Saturday we played tourists, kicking off with a trip to Parrot Jungle. It's a beautiful garden with immense palm trees and ferns and other tropical plants, that happens to have flocks of parrots for entertainment. They hang from perches upside down begging for seeds, and perform tricks in (slightly cheesy) shows every couple of hours. There's also a petting zoo, a small collection of monkeys, some flamingos and such but the gardens themselves are most impressive part of the somewhat expensive attraction, which is too bad because they're about to move the whole park and I'm sure it will take a few years to get things grown up to the worthwhile status.
We got lunch at The Big Cheese, a cheap but good Italian restaurant, something Atlanta is sorely lacking. Titanic heaps of good food, with a side of rolls so drenched in garlic your hair would curl three tables over. Good stuff.
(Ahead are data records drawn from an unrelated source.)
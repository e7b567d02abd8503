//! Operator and node-kind classification
//!
//! Every binary expression in a `syn` tree carries a `syn::BinOp`. This module
//! sorts those operators into the node kinds the engine scans and into the closed
//! set of operators it knows how to replace.

use std::fmt;

use proc_macro2::Span;
use quote::ToTokens;
use serde::Serialize;
use syn::{BinOp, Token};

/// The kind of an operator-bearing node
#[derive(Debug, Clone, Copy, PartialEq, Eq, Hash, PartialOrd, Ord, Serialize)]
#[serde(rename_all = "kebab-case")]
pub enum NodeKind {
    /// Arithmetic, bitwise and shift operations (`a + b`, `a << b`)
    BinaryOperation,
    /// Short-circuit boolean operations (`a && b`)
    LogicalOperation,
    /// Relational operations (`a < b`, `a == b`)
    Comparison,
    /// Operator assignments (`a += b`)
    CompoundAssignment,
}

impl NodeKind {
    /// Kind of the node carrying `op`
    pub fn of(op: &BinOp) -> Option<Self> {
        let kind = match op {
            BinOp::Add(_)
            | BinOp::Sub(_)
            | BinOp::Mul(_)
            | BinOp::Div(_)
            | BinOp::Rem(_)
            | BinOp::BitXor(_)
            | BinOp::BitAnd(_)
            | BinOp::BitOr(_)
            | BinOp::Shl(_)
            | BinOp::Shr(_) => NodeKind::BinaryOperation,
            BinOp::And(_) | BinOp::Or(_) => NodeKind::LogicalOperation,
            BinOp::Eq(_)
            | BinOp::Lt(_)
            | BinOp::Le(_)
            | BinOp::Ne(_)
            | BinOp::Ge(_)
            | BinOp::Gt(_) => NodeKind::Comparison,
            BinOp::AddAssign(_)
            | BinOp::SubAssign(_)
            | BinOp::MulAssign(_)
            | BinOp::DivAssign(_)
            | BinOp::RemAssign(_)
            | BinOp::BitXorAssign(_)
            | BinOp::BitAndAssign(_)
            | BinOp::BitOrAssign(_)
            | BinOp::ShlAssign(_)
            | BinOp::ShrAssign(_) => NodeKind::CompoundAssignment,
            _ => return None,
        };
        Some(kind)
    }
}

impl fmt::Display for NodeKind {
    fn fmt(&self, f: &mut fmt::Formatter<'_>) -> fmt::Result {
        let name = match self {
            NodeKind::BinaryOperation => "binary-operation",
            NodeKind::LogicalOperation => "logical-operation",
            NodeKind::Comparison => "comparison",
            NodeKind::CompoundAssignment => "compound-assignment",
        };
        f.write_str(name)
    }
}

/// The operators a mutation family can read or write
#[derive(Debug, Clone, Copy, PartialEq, Eq, Hash, PartialOrd, Ord, Serialize)]
#[serde(rename_all = "kebab-case")]
pub enum OperatorKind {
    Add,
    Sub,
    Mul,
    Div,
    Rem,
    Lt,
    Le,
    Gt,
    Ge,
    Eq,
    Ne,
    And,
    Or,
    AddAssign,
    SubAssign,
    MulAssign,
    DivAssign,
    RemAssign,
}

impl OperatorKind {
    /// Map a `syn` operator onto a mutable operator, if it is one
    pub fn from_bin_op(op: &BinOp) -> Option<Self> {
        let kind = match op {
            BinOp::Add(_) => OperatorKind::Add,
            BinOp::Sub(_) => OperatorKind::Sub,
            BinOp::Mul(_) => OperatorKind::Mul,
            BinOp::Div(_) => OperatorKind::Div,
            BinOp::Rem(_) => OperatorKind::Rem,
            BinOp::Lt(_) => OperatorKind::Lt,
            BinOp::Le(_) => OperatorKind::Le,
            BinOp::Gt(_) => OperatorKind::Gt,
            BinOp::Ge(_) => OperatorKind::Ge,
            BinOp::Eq(_) => OperatorKind::Eq,
            BinOp::Ne(_) => OperatorKind::Ne,
            BinOp::And(_) => OperatorKind::And,
            BinOp::Or(_) => OperatorKind::Or,
            BinOp::AddAssign(_) => OperatorKind::AddAssign,
            BinOp::SubAssign(_) => OperatorKind::SubAssign,
            BinOp::MulAssign(_) => OperatorKind::MulAssign,
            BinOp::DivAssign(_) => OperatorKind::DivAssign,
            BinOp::RemAssign(_) => OperatorKind::RemAssign,
            _ => return None,
        };
        Some(kind)
    }

    /// Build the `syn` operator, reusing the original token spans
    pub fn to_bin_op(self, spans: OpSpans) -> BinOp {
        let one = spans.first;
        let two = [spans.first, spans.second];
        match self {
            OperatorKind::Add => BinOp::Add(Token![+](one)),
            OperatorKind::Sub => BinOp::Sub(Token![-](one)),
            OperatorKind::Mul => BinOp::Mul(Token![*](one)),
            OperatorKind::Div => BinOp::Div(Token![/](one)),
            OperatorKind::Rem => BinOp::Rem(Token![%](one)),
            OperatorKind::Lt => BinOp::Lt(Token![<](one)),
            OperatorKind::Le => BinOp::Le(Token![<=](two)),
            OperatorKind::Gt => BinOp::Gt(Token![>](one)),
            OperatorKind::Ge => BinOp::Ge(Token![>=](two)),
            OperatorKind::Eq => BinOp::Eq(Token![==](two)),
            OperatorKind::Ne => BinOp::Ne(Token![!=](two)),
            OperatorKind::And => BinOp::And(Token![&&](two)),
            OperatorKind::Or => BinOp::Or(Token![||](two)),
            OperatorKind::AddAssign => BinOp::AddAssign(Token![+=](two)),
            OperatorKind::SubAssign => BinOp::SubAssign(Token![-=](two)),
            OperatorKind::MulAssign => BinOp::MulAssign(Token![*=](two)),
            OperatorKind::DivAssign => BinOp::DivAssign(Token![/=](two)),
            OperatorKind::RemAssign => BinOp::RemAssign(Token![%=](two)),
        }
    }

    /// The node kind this operator appears on
    pub fn node_kind(self) -> NodeKind {
        match self {
            OperatorKind::Add
            | OperatorKind::Sub
            | OperatorKind::Mul
            | OperatorKind::Div
            | OperatorKind::Rem => NodeKind::BinaryOperation,
            OperatorKind::Lt
            | OperatorKind::Le
            | OperatorKind::Gt
            | OperatorKind::Ge
            | OperatorKind::Eq
            | OperatorKind::Ne => NodeKind::Comparison,
            OperatorKind::And | OperatorKind::Or => NodeKind::LogicalOperation,
            OperatorKind::AddAssign
            | OperatorKind::SubAssign
            | OperatorKind::MulAssign
            | OperatorKind::DivAssign
            | OperatorKind::RemAssign => NodeKind::CompoundAssignment,
        }
    }

    /// Source-level spelling
    pub fn symbol(self) -> &'static str {
        match self {
            OperatorKind::Add => "+",
            OperatorKind::Sub => "-",
            OperatorKind::Mul => "*",
            OperatorKind::Div => "/",
            OperatorKind::Rem => "%",
            OperatorKind::Lt => "<",
            OperatorKind::Le => "<=",
            OperatorKind::Gt => ">",
            OperatorKind::Ge => ">=",
            OperatorKind::Eq => "==",
            OperatorKind::Ne => "!=",
            OperatorKind::And => "&&",
            OperatorKind::Or => "||",
            OperatorKind::AddAssign => "+=",
            OperatorKind::SubAssign => "-=",
            OperatorKind::MulAssign => "*=",
            OperatorKind::DivAssign => "/=",
            OperatorKind::RemAssign => "%=",
        }
    }
}

impl fmt::Display for OperatorKind {
    fn fmt(&self, f: &mut fmt::Formatter<'_>) -> fmt::Result {
        f.write_str(self.symbol())
    }
}

/// Spans of the (at most two) punctuation characters of an operator token
#[derive(Debug, Clone, Copy)]
pub struct OpSpans {
    pub first: Span,
    pub second: Span,
}

impl OpSpans {
    /// Read the spans of an existing operator
    pub fn of(op: &BinOp) -> Self {
        let mut spans = op.to_token_stream().into_iter().map(|t| t.span());
        let first = spans.next().unwrap_or_else(Span::call_site);
        let second = spans.next().unwrap_or(first);
        Self { first, second }
    }

    /// 1-indexed line and column of the operator
    pub fn line_column(&self) -> (usize, usize) {
        let start = self.first.start();
        (start.line, start.column + 1)
    }
}

#[cfg(test)]
mod tests {
    use super::*;
    use pretty_assertions::assert_eq;

    fn op_of(src: &str) -> BinOp {
        match syn::parse_str::<syn::Expr>(src).unwrap() {
            syn::Expr::Binary(bin) => bin.op,
            other => panic!("not a binary expression: {:?}", other),
        }
    }

    #[test]
    fn test_classify_node_kinds() {
        assert_eq!(NodeKind::of(&op_of("a + b")), Some(NodeKind::BinaryOperation));
        assert_eq!(NodeKind::of(&op_of("a << b")), Some(NodeKind::BinaryOperation));
        assert_eq!(NodeKind::of(&op_of("a && b")), Some(NodeKind::LogicalOperation));
        assert_eq!(NodeKind::of(&op_of("a >= b")), Some(NodeKind::Comparison));
        assert_eq!(NodeKind::of(&op_of("a |= b")), Some(NodeKind::CompoundAssignment));
    }

    #[test]
    fn test_bitwise_operators_are_not_mutable() {
        assert_eq!(OperatorKind::from_bin_op(&op_of("a ^ b")), None);
        assert_eq!(OperatorKind::from_bin_op(&op_of("a <<= b")), None);
        assert_eq!(OperatorKind::from_bin_op(&op_of("a % b")), Some(OperatorKind::Rem));
    }

    #[test]
    fn test_rebuilt_operator_matches_kind() {
        let original = op_of("a - b");
        let spans = OpSpans::of(&original);
        let rebuilt = OperatorKind::Le.to_bin_op(spans);
        assert_eq!(OperatorKind::from_bin_op(&rebuilt), Some(OperatorKind::Le));
        assert_eq!(NodeKind::of(&rebuilt), Some(OperatorKind::Le.node_kind()));
    }

    #[test]
    fn test_operator_line_column() {
        let expr: syn::Expr = syn::parse_str("first\n    * second").unwrap();
        let syn::Expr::Binary(bin) = expr else {
            panic!("expected binary expression");
        };
        assert_eq!(OpSpans::of(&bin.op).line_column(), (2, 5));
    }
}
We headed across the bay where we got a view of the cruise ships on their way out to sea. Some of these behemoths are absolutely immense, as big as skyscrapers laid over on their sides. This picture doesn't do it justice - you can't see the people on deck they're so tiny!
We headed over to an island that houses a park, the sewage treatment plant, and Jimbo's, a fishing camp turned bar. It's a collection of ramshackle shacks on the edge of a dock, complete with a rusted out car, a fire in an oil drum, chickens on the roof and bikers out front. On this particular day someone was wrapping up a film or commercial shoot so there was more than the usual share of outsiders around, looking very out of place, but otherwise it felt just like a backwoods kegger from my youth in Dahlonega.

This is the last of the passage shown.